**AIM OF THE EXERCISE**
Of the entries below, copy only those lines that contain the word "None".

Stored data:
Start of Block

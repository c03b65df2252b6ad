//! Request DTOs for the key-value service API
//!
//! Defines the structure of incoming HTTP request bodies.

use serde::{Deserialize, Deserializer};
use serde_json::Value;

use crate::error::{ApiError, Result};

/// Request body for the PUT operation (PUT /kv/:key)
///
/// The `value` field may hold any JSON value, explicit `null` included.
/// Only a body without the field at all is invalid, so deserialization has
/// to tell "field absent" apart from "field set to null".
#[derive(Debug, Clone, Deserialize)]
pub struct PutRequest {
    /// The value to store, or None when the field was absent
    #[serde(default, deserialize_with = "value_present")]
    pub value: Option<Value>,
}

/// Wraps a present `value` field in Some, so that serde's default (None)
/// is reached only when the field is missing entirely.
fn value_present<'de, D>(deserializer: D) -> std::result::Result<Option<Value>, D::Error>
where
    D: Deserializer<'de>,
{
    Value::deserialize(deserializer).map(Some)
}

impl PutRequest {
    /// Extracts the value to store, rejecting bodies without a `value` field.
    pub fn require_value(self) -> Result<Value> {
        self.value.ok_or(ApiError::ValueRequired)
    }
}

End of Block

**FINISHED EXERCISE**
    /// The value to store, or None when the field was absent
/// Wraps a present `value` field in Some, so that serde's default (None)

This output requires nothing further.